> **How to run this notebook (command-line)?**
1. Install the `lib_invent_data` environment:
`conda env -f environment.yml`
2. Activate the environment:
`conda activate lib_invent_data`
3. Execute `jupyter`:
`jupyter notebook`
4. Copy the link to a browser


# `Lib-INVENT Datasets`: Reaction Based Slicing Demo
The purpose of this notebook is to illustrate how to generate a configuration for slicing compounds in a dataset based on reactions.

Inputs:
- A `dataset` with compounds SMILES. For the training of Lib-INVENT, the filtered ChEMBL 27 smiles were used. This dataset can be found in the Lib-INVENT project repository.
- `reaction.smirks` file which contains reactions that will be used to slice the compounds.

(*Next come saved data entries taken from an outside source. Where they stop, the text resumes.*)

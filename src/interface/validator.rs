//! Gate for schema statements.
//!
//! Only the leading keywords are inspected; everything after the table name is
//! passed to the store untouched.

use crate::core::{InterfaceError, Result};

/// Accepts a statement iff its first two tokens are `CREATE TABLE`, in any case.
pub fn validate(statement: &str) -> bool {
    let mut tokens = statement.split_whitespace();
    matches!(
        (tokens.next(), tokens.next()),
        (Some(action), Some(object))
            if action.eq_ignore_ascii_case("CREATE") && object.eq_ignore_ascii_case("TABLE")
    )
}

/// Returns the table name named by a creation statement.
///
/// Takes the third token, drops backtick quoting and anything from a glued-on
/// column list (`t(a int)`). Call after [`validate`]; other statements yield
/// whatever their third token happens to be, so `CREATE TABLE IF NOT EXISTS t`
/// names `IF`.
///
/// Only backticks are stripped. SQLite also quotes identifiers with `"name"` and
/// `[name]`, and those characters stay in the returned name, which then matches no
/// table in the store.
pub fn extract_table_name(statement: &str) -> Result<String> {
    let token = statement.split_whitespace().nth(2).ok_or_else(|| {
        InterfaceError::Parse("Sql does not name a table".to_string())
    })?;

    let name = token.split('(').next().unwrap_or_default().replace('`', "");
    if name.is_empty() {
        return Err(InterfaceError::Parse(format!(
            "Sql names an empty table: '{}'",
            token
        )));
    }

    Ok(name)
}
use std::collections::BTreeMap;
use thiserror::Error;

/// Per-column validation messages, keyed by column name.
pub type FieldErrors = BTreeMap<String, Vec<String>>;

#[derive(Error, Debug)]
pub enum InterfaceError {
    #[error("Parse error: {0}")]
    Parse(String),

    #[error("Validation error: {}", summarize(.0))]
    Validation(FieldErrors),

    #[error("Authentication credentials were not provided or are invalid: {0}")]
    NotAuthenticated(String),

    #[error("You do not have permission to perform this action")]
    PermissionDenied,

    #[error("Not found: {0}")]
    NotFound(String),

    #[error("Create table error: {0}")]
    TableCreation(String),

    #[error("Resolve table error: {0}")]
    Resolution(String),

    #[error("Service error: {0}")]
    Service(String),
}

impl InterfaceError {
    /// Builds a validation error carrying a single message for one column.
    pub fn field(column: impl Into<String>, message: impl Into<String>) -> Self {
        let mut fields = FieldErrors::new();
        fields.insert(column.into(), vec![message.into()]);
        Self::Validation(fields)
    }
}

fn summarize(fields: &FieldErrors) -> String {
    fields
        .iter()
        .map(|(column, messages)| format!("{}: {}", column, messages.join(" ")))
        .collect::<Vec<_>>()
        .join("; ")
}

pub type Result<T> = std::result::Result<T, InterfaceError>;

impl From<rusqlite::Error> for InterfaceError {
    fn from(err: rusqlite::Error) -> Self {
        Self::Service(err.to_string())
    }
}

impl<T> From<std::sync::PoisonError<T>> for InterfaceError {
    fn from(err: std::sync::PoisonError<T>) -> Self {
        Self::Service(format!("lock poisoned: {}", err))
    }
}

The `output SMILES file` will contain three columns including `scaffolds`, `decorations` and the `original compounds`.

In [32]:
# load dependencies
import os
import re
import json
import tempfile

# --------- change these path variables as required
lib_invent_dataset_project_dir = "<path/to/your/project/>"
input_dataset_path = "</path/to/input_smiles_file>" 
                                                                                                   # unzip first
reactions_file_path= os.path.join(lib_invent_dataset_project_dir, "tutorial/data/reaction.smirks")
output_dir = "</path/to/output_directory/>"

# --------- do not change
# get the notebook's root path
try: ipynb_path
except NameError: ipynb_path = os.getcwd()

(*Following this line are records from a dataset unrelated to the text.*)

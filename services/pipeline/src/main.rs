//! RADEM instrument data pipeline.
//!
//! Four sequential stages over a shared data root:
//! - acquire: mirror upstream archives (skip-if-present, timestamp-checked)
//! - extract: decompress archives into decoded record files (always refresh)
//! - ingest: parse, normalize, persist and verify channel tables
//! - trajectory: window ephemeris samples and persist them as a table
//!
//! Stages run to completion one after another; there is no overlap and no
//! shared state beyond the filesystem directories each stage owns.

mod config;
mod extract;
mod ingest;
mod mirror;
mod trajectory;

use std::path::PathBuf;

use anyhow::{Context, Result};
use clap::{Parser, Subcommand};
use tracing::{info, Level};
use tracing_subscriber::FmtSubscriber;

use config::PipelineConfig;
use radem_common::{DataLayout, RefreshPolicy};

#[derive(Parser, Debug)]
#[command(name = "radem-pipeline")]
#[command(about = "RADEM instrument data acquisition and ingestion pipeline")]
struct Args {
    /// Pipeline configuration file
    #[arg(short, long, env = "RADEM_CONFIG", default_value = "config/pipeline.yaml")]
    config: PathBuf,

    /// Log level
    #[arg(long, default_value = "info")]
    log_level: String,

    #[command(subcommand)]
    command: Command,
}

#[derive(Subcommand, Debug)]
enum Command {
    /// Mirror upstream archives into the raw directory
    Acquire,
    /// Decompress mirrored archives into decoded record files
    Extract,
    /// Parse, normalize, persist and verify channel tables
    Ingest,
    /// Acquire, extract and ingest in sequence
    Run,
    /// Export a trajectory table from an ephemeris sample file
    Trajectory {
        /// Ephemeris export file (time,distance_km,lat_deg,lon_deg)
        #[arg(long)]
        ephemeris: PathBuf,

        /// Observer vehicle name
        #[arg(long, default_value = "JUICE")]
        observer: String,

        /// Target body name
        #[arg(long)]
        target: String,

        /// Window start (ISO 8601)
        #[arg(long)]
        start: String,

        /// Window stop (ISO 8601)
        #[arg(long)]
        stop: String,

        /// Sampling interval in minutes
        #[arg(long, default_value = "60")]
        step_minutes: i64,
    },
}

#[tokio::main]
async fn main() -> Result<()> {
    // Load environment from .env file if present
    dotenvy::dotenv().ok();

    let args = Args::parse();

    let level = match args.log_level.to_lowercase().as_str() {
        "trace" => Level::TRACE,
        "debug" => Level::DEBUG,
        "info" => Level::INFO,
        "warn" => Level::WARN,
        "error" => Level::ERROR,
        _ => Level::INFO,
    };
    let subscriber = FmtSubscriber::builder()
        .with_max_level(level)
        .with_target(true)
        .finish();
    tracing::subscriber::set_global_default(subscriber)?;

    let config = PipelineConfig::load(&args.config)?;
    let layout = DataLayout::new(&config.data_root);
    layout
        .ensure_dirs()
        .with_context(|| format!("Failed to create data root {}", config.data_root.display()))?;

    info!(
        source = %config.source.id,
        data_root = %config.data_root.display(),
        "Starting radem-pipeline"
    );

    match args.command {
        Command::Acquire => {
            mirror::mirror(&config.source, &layout).await?;
        }
        Command::Extract => {
            extract::extract(
                &layout.raw(),
                &layout.extracted(),
                &config.source.suffix,
                RefreshPolicy::AlwaysOverwrite,
            )?;
        }
        Command::Ingest => {
            ingest::run_ingest(&config, &layout)?;
        }
        Command::Run => {
            mirror::mirror(&config.source, &layout).await?;
            extract::extract(
                &layout.raw(),
                &layout.extracted(),
                &config.source.suffix,
                RefreshPolicy::AlwaysOverwrite,
            )?;
            ingest::run_ingest(&config, &layout)?;
        }
        Command::Trajectory {
            ephemeris,
            observer,
            target,
            start,
            stop,
            step_minutes,
        } => {
            let start = radem_common::time::parse_datetime(&start)
                .context("Invalid --start")?;
            let stop = radem_common::time::parse_datetime(&stop)
                .context("Invalid --stop")?;
            trajectory::run_trajectory(
                &layout,
                &ephemeris,
                &observer,
                &target,
                start,
                stop,
                step_minutes,
            )
            .await?;
        }
    }

    Ok(())
}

# if required, generate a folder to store the results
try:
    os.mkdir(output_dir)
except FileExistsError:
    pass

## Setting up the configuration
`Lib-INVENT datasets` has an entry point that loads a specified `JSON` file on startup. `JSON` is a low-level data format that allows to specify a fairly large number of parameters in a cascading fashion very quickly. The parameters are structured into *blocks* which can in turn contain blocks or simple values, such as *True* or *False*, strings and numbers. In this tutorial, we will go through the different blocks step-by-step, explaining their purpose and potential values for given parameters. Note, that while we will write out the configuration as a `JSON` file in the end, in `python` we handle the same information as a simple `dict`.

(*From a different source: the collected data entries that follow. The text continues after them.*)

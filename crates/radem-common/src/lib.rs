//! Common types and utilities shared across all radem-pipeline crates.

pub mod error;
pub mod layout;
pub mod policy;
pub mod table;
pub mod time;

pub use error::{CommonError, CommonResult};
pub use layout::DataLayout;
pub use policy::RefreshPolicy;
pub use table::{ChannelTable, TableError};
pub use time::{file_date, parse_date, parse_datetime, DateRange};
//! Trajectory collaborator boundary.
//!
//! Ephemeris computation, kernel download and caching all belong to an
//! external collaborator; this crate only defines the query/sample types,
//! the provider trait, and a provider backed by sample files the external
//! tool exports. Consumers see nothing but numeric sequences.

pub mod error;
mod provider;
mod series;

pub use error::{Result, TrajectoryError};
pub use provider::{read_export, EphemerisProvider, TabulatedEphemeris};
pub use series::{samples_to_table, TrajectoryQuery, TrajectorySample};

A `condition configuration` will be assembled first. This configuration will be used as an input in the reaction based slicing configuration, and the use for this configuration is to contain conditions used to filter scaffolds and decorations obtained from slicing molecules.

In [10]:
condition_configuration={
    "scaffold": [{
        "name":"ring_count",
        "min": 1
    }],
    "decoration": [
    ]
} 

In [11]:
# write the configuration file to the disc
condition_configuration_JSON_path = os.path.join(output_dir, "filter_conditions.json")
with open(condition_configuration_JSON_path, 'w') as f:
    json.dump(condition_configuration, f, indent=4, sort_keys= False)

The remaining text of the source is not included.